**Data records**
═══

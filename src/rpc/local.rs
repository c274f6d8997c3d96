//! 进程内的服务总线，所有服务运行在同一进程时使用。
//!
//! 每个实例一个投递队列：同一实例按发送顺序收到消息，每条消息在独立的任务中处理。

use std::collections::BTreeMap;
use std::sync::Arc;

use async_trait::async_trait;
use parking_lot::RwLock;
use serde_json::Value;
use tokio::sync::{mpsc, oneshot};

use super::{RpcError, RpcHandler, RpcMessage, ServiceBus};
use crate::define::{ServerId, ServerType};

struct Envelope {
    handler: String,
    msg: RpcMessage,
    reply: Option<oneshot::Sender<Result<Value, RpcError>>>,
}

struct ServerEntry {
    kind: ServerType,
    alive: bool,
    tx: mpsc::UnboundedSender<Envelope>,
}

#[derive(Default)]
pub struct LocalBus {
    servers: RwLock<BTreeMap<ServerId, ServerEntry>>,
}

impl LocalBus {
    pub fn new() -> Self {
        Self::default()
    }

    /// 注册服务实例并启动它的投递任务，需要在 tokio 运行时中调用
    pub fn register(&self, server_id: impl Into<ServerId>, kind: ServerType, handler: Arc<dyn RpcHandler>) {
        let server_id = server_id.into();
        let (tx, mut rx) = mpsc::unbounded_channel::<Envelope>();

        let worker_id = server_id.clone();
        tokio::spawn(async move {
            while let Some(envelope) = rx.recv().await {
                let handler = Arc::clone(&handler);
                let server_id = worker_id.clone();
                tokio::spawn(async move {
                    let Envelope { handler: name, msg, reply } = envelope;
                    let result = handler.handle(&name, msg).await;
                    match reply {
                        Some(reply) => {
                            let _ = reply.send(result);
                        }
                        None => {
                            if let Err(e) = result {
                                tracing::warn!("{} failed to handle {}: {}", server_id, name, e);
                            }
                        }
                    }
                });
            }
            tracing::debug!("{} delivery queue closed", worker_id);
        });

        tracing::info!("{} registered as {}", server_id, kind);
        self.servers.write().insert(
            server_id,
            ServerEntry {
                kind,
                alive: true,
                tx,
            },
        );
    }

    /// 标记实例上下线，下线实例不再接收消息
    pub fn set_alive(&self, server_id: &str, alive: bool) {
        if let Some(entry) = self.servers.write().get_mut(server_id) {
            entry.alive = alive;
            tracing::info!("{} is now {}", server_id, if alive { "online" } else { "offline" });
        }
    }

    fn deliver(&self, server_id: &str, envelope: Envelope) -> Result<(), RpcError> {
        let servers = self.servers.read();
        let entry = servers
            .get(server_id)
            .filter(|entry| entry.alive)
            .ok_or_else(|| RpcError::ServerUnavailable(server_id.to_string()))?;
        entry
            .tx
            .send(envelope)
            .map_err(|_| RpcError::ServerUnavailable(server_id.to_string()))
    }
}

#[async_trait]
impl ServiceBus for LocalBus {
    async fn servers_by_type(&self, kind: ServerType) -> Vec<ServerId> {
        self.servers
            .read()
            .iter()
            .filter(|(_, entry)| entry.kind == kind && entry.alive)
            .map(|(id, _)| id.clone())
            .collect()
    }

    async fn is_alive(&self, server_id: &str) -> bool {
        self.servers
            .read()
            .get(server_id)
            .is_some_and(|entry| entry.alive)
    }

    async fn call(&self, server_id: &str, handler: &str, msg: RpcMessage) -> Result<Value, RpcError> {
        let (tx, rx) = oneshot::channel();
        self.deliver(
            server_id,
            Envelope {
                handler: handler.to_string(),
                msg,
                reply: Some(tx),
            },
        )?;
        rx.await
            .map_err(|_| RpcError::Dropped(server_id.to_string()))?
    }

    async fn call_nr(&self, server_id: &str, handler: &str, msg: RpcMessage) -> Result<(), RpcError> {
        self.deliver(
            server_id,
            Envelope {
                handler: handler.to_string(),
                msg,
                reply: None,
            },
        )
    }
}
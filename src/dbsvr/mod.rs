// 数据服模块
// 登录时把玩家数据从数据库加载进缓存，下线后延迟写回数据库并清理缓存

pub mod manager;
pub mod service;

pub use manager::DbManager;
pub use service::DbSvrService;
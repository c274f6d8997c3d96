pub mod gate;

═══

**Task description**
Each line in which the string "tracing" is found must be copied from the data.

**Your response**
                                tracing::warn!("{} failed to handle {}: {}", server_id, name, e);
            tracing::debug!("{} delivery queue closed", worker_id);
        tracing::info!("{} registered as {}", server_id, kind);
            tracing::info!("{} is now {}", server_id, if alive { "online" } else { "offline" });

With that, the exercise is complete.